TASK DESCRIPTION:
The full set of entries, reproduced exactly, is the expected answer.

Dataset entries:
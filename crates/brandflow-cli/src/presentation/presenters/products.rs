use brandflow_catalog::DEFAULT_TAG_COLOR;
use brandflow_engine::{
    AnalyticsState, SortDirection, score_band, score_for, score_label, score_title,
};
use std::path::Path;

use crate::args::hints::fmt;
use crate::presentation::view_models::{
    CellViewModel, CommandResultViewModel, ExportResultViewModel, Guidance, ProductRowViewModel,
    ProductTableViewModel, StatusBadge, TagBadgeViewModel,
};

/// Visible columns of every product, as the table shows them
pub fn build_product_table(
    state: &AnalyticsState,
    sort: Option<(&str, SortDirection)>,
) -> ProductTableViewModel {
    let table = state.table();
    let scope = table.scope();
    let columns = state.columns().visible_columns();

    let headers = columns
        .iter()
        .map(|col| match col.id {
            "productScore" => score_label(scope).to_string(),
            _ => col.label.to_string(),
        })
        .collect();

    let rows = table
        .rows(&columns, state.mode())
        .into_iter()
        .map(|row| {
            let score = table
                .product(row.product_id)
                .map(|p| score_for(p, scope))
                .unwrap_or_default();
            ProductRowViewModel {
                id: row.product_id,
                selected: row.selected,
                score,
                score_color: score_band(score).color().to_string(),
                tags: row
                    .tags
                    .iter()
                    .map(|name| TagBadgeViewModel {
                        name: name.clone(),
                        color: table
                            .tag_store()
                            .color_of(name)
                            .unwrap_or(DEFAULT_TAG_COLOR)
                            .to_string(),
                    })
                    .collect(),
                cells: row
                    .cells
                    .into_iter()
                    .map(|cell| CellViewModel {
                        column_id: cell.column_id.to_string(),
                        previous: cell.comparison.as_ref().map(|c| c.previous_display.clone()),
                        change: cell.comparison.as_ref().map(|c| c.change_display()),
                        is_positive: cell.comparison.as_ref().map(|c| c.is_positive),
                        seller: cell.breakdown.as_ref().map(|b| b.seller.clone()),
                        vendor: cell.breakdown.as_ref().map(|b| b.vendor.clone()),
                        display: cell.display,
                    })
                    .collect(),
            }
        })
        .collect();

    ProductTableViewModel {
        mode: state.mode().label().to_string(),
        score_label: score_label(scope).to_string(),
        score_title: score_title(scope).to_string(),
        preset: state.columns().active_preset().map(str::to_string),
        sort: sort.map(|(column, direction)| {
            let dir = match direction {
                SortDirection::Asc => "asc",
                SortDirection::Desc => "desc",
            };
            format!("{} {}", column, dir)
        }),
        headers,
        rows,
        selected_count: table.selected_ids().len(),
    }
}

pub fn present_product_table(
    table: ProductTableViewModel,
) -> CommandResultViewModel<ProductTableViewModel> {
    let row_count = table.rows.len();
    let column_count = table.headers.len();
    let preset = table.preset.clone();

    let mut result = CommandResultViewModel::new(table);

    if row_count == 0 {
        return result.with_badge(StatusBadge::info("No products"));
    }

    result = result.with_badge(StatusBadge::success(format!(
        "{} product(s), {} column(s)",
        row_count, column_count
    )));

    if preset.is_none() {
        result = result.with_suggestion(
            Guidance::new("Focus on advertising columns")
                .with_command(fmt::products_preset("Advertising")),
        );
    }

    result
}

pub fn present_export_result(
    path: &Path,
    rows: usize,
    columns: usize,
) -> CommandResultViewModel<ExportResultViewModel> {
    CommandResultViewModel::new(ExportResultViewModel {
        path: path.display().to_string(),
        rows,
        columns,
    })
    .with_badge(StatusBadge::success("Export complete"))
}

#[cfg(test)]
mod tests {
    use super::*;
    use brandflow_types::{AccountMode, StoreScope};

    #[test]
    fn test_score_header_follows_store_scope() {
        let mut state = AnalyticsState::new(AccountMode::Seller);
        state.set_store_scope(StoreScope::Amazon);

        let table = build_product_table(&state, None);
        assert_eq!(table.headers[0], "Product");
        assert_eq!(table.headers[1], "APS");
        assert_eq!(table.score_title, "Amazon Performance Score");
    }

    #[test]
    fn test_breakdown_only_in_both_mode() {
        let state = AnalyticsState::new(AccountMode::Seller);
        let table = build_product_table(&state, None);
        assert!(
            table
                .rows
                .iter()
                .flat_map(|r| &r.cells)
                .all(|c| c.seller.is_none() && c.vendor.is_none())
        );
    }

    #[test]
    fn test_numeric_cells_carry_comparison() {
        let state = AnalyticsState::new(AccountMode::Seller);
        let table = build_product_table(&state, Some(("sales", SortDirection::Desc)));
        assert_eq!(table.sort.as_deref(), Some("sales desc"));

        let sales = table.rows[0]
            .cells
            .iter()
            .find(|c| c.column_id == "sales")
            .unwrap();
        assert!(sales.change.is_some());
        assert!(sales.previous.is_some());
    }
}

ANSWER TO THIS PROBLEM:
filename crates/brandflow-cli/src/presentation/presenters/products.rs
use brandflow_catalog::DEFAULT_TAG_COLOR;
use brandflow_engine::{
    AnalyticsState, SortDirection, score_band, score_for, score_label, score_title,
};
use std::path::Path;

use crate::args::hints::fmt;
use crate::presentation::view_models::{
    CellViewModel, CommandResultViewModel, ExportResultViewModel, Guidance, ProductRowViewModel,
    ProductTableViewModel, StatusBadge, TagBadgeViewModel,
};

/// Visible columns of every product, as the table shows them
pub fn build_product_table(
    state: &AnalyticsState,
    sort: Option<(&str, SortDirection)>,
) -> ProductTableViewModel {
    let table = state.table();
    let scope = table.scope();
    let columns = state.columns().visible_columns();

    let headers = columns
        .iter()
        .map(|col| match col.id {
            "productScore" => score_label(scope).to_string(),
            _ => col.label.to_string(),
        })
        .collect();

    let rows = table
        .rows(&columns, state.mode())
        .into_iter()
        .map(|row| {
            let score = table
                .product(row.product_id)
                .map(|p| score_for(p, scope))
                .unwrap_or_default();
            ProductRowViewModel {
                id: row.product_id,
                selected: row.selected,
                score,
                score_color: score_band(score).color().to_string(),
                tags: row
                    .tags
                    .iter()
                    .map(|name| TagBadgeViewModel {
                        name: name.clone(),
                        color: table
                            .tag_store()
                            .color_of(name)
                            .unwrap_or(DEFAULT_TAG_COLOR)
                            .to_string(),
                    })
                    .collect(),
                cells: row
                    .cells
                    .into_iter()
                    .map(|cell| CellViewModel {
                        column_id: cell.column_id.to_string(),
                        previous: cell.comparison.as_ref().map(|c| c.previous_display.clone()),
                        change: cell.comparison.as_ref().map(|c| c.change_display()),
                        is_positive: cell.comparison.as_ref().map(|c| c.is_positive),
                        seller: cell.breakdown.as_ref().map(|b| b.seller.clone()),
                        vendor: cell.breakdown.as_ref().map(|b| b.vendor.clone()),
                        display: cell.display,
                    })
                    .collect(),
            }
        })
        .collect();

    ProductTableViewModel {
        mode: state.mode().label().to_string(),
        score_label: score_label(scope).to_string(),
        score_title: score_title(scope).to_string(),
        preset: state.columns().active_preset().map(str::to_string),
        sort: sort.map(|(column, direction)| {
            let dir = match direction {
                SortDirection::Asc => "asc",
                SortDirection::Desc => "desc",
            };
            format!("{} {}", column, dir)
        }),
        headers,
        rows,
        selected_count: table.selected_ids().len(),
    }
}

pub fn present_product_table(
    table: ProductTableViewModel,
) -> CommandResultViewModel<ProductTableViewModel> {
    let row_count = table.rows.len();
    let column_count = table.headers.len();
    let preset = table.preset.clone();

    let mut result = CommandResultViewModel::new(table);

    if row_count == 0 {
        return result.with_badge(StatusBadge::info("No products"));
    }

    result = result.with_badge(StatusBadge::success(format!(
        "{} product(s), {} column(s)",
        row_count, column_count
    )));

    if preset.is_none() {
        result = result.with_suggestion(
            Guidance::new("Focus on advertising columns")
                .with_command(fmt::products_preset("Advertising")),
        );
    }

    result
}

pub fn present_export_result(
    path: &Path,
    rows: usize,
    columns: usize,
) -> CommandResultViewModel<ExportResultViewModel> {
    CommandResultViewModel::new(ExportResultViewModel {
        path: path.display().to_string(),
        rows,
        columns,
    })
    .with_badge(StatusBadge::success("Export complete"))
}

#[cfg(test)]
mod tests {
    use super::*;
    use brandflow_types::{AccountMode, StoreScope};

    #[test]
    fn test_score_header_follows_store_scope() {
        let mut state = AnalyticsState::new(AccountMode::Seller);
        state.set_store_scope(StoreScope::Amazon);

        let table = build_product_table(&state, None);
        assert_eq!(table.headers[0], "Product");
        assert_eq!(table.headers[1], "APS");
        assert_eq!(table.score_title, "Amazon Performance Score");
    }

    #[test]
    fn test_breakdown_only_in_both_mode() {
        let state = AnalyticsState::new(AccountMode::Seller);
        let table = build_product_table(&state, None);
        assert!(
            table
                .rows
                .iter()
                .flat_map(|r| &r.cells)
                .all(|c| c.seller.is_none() && c.vendor.is_none())
        );
    }

    #[test]
    fn test_numeric_cells_carry_comparison() {
        let state = AnalyticsState::new(AccountMode::Seller);
        let table = build_product_table(&state, Some(("sales", SortDirection::Desc)));
        assert_eq!(table.sort.as_deref(), Some("sales desc"));

        let sales = table.rows[0]
            .cells
            .iter()
            .find(|c| c.column_id == "sales")
            .unwrap();
        assert!(sales.change.is_some());
        assert!(sales.previous.is_some());
    }
}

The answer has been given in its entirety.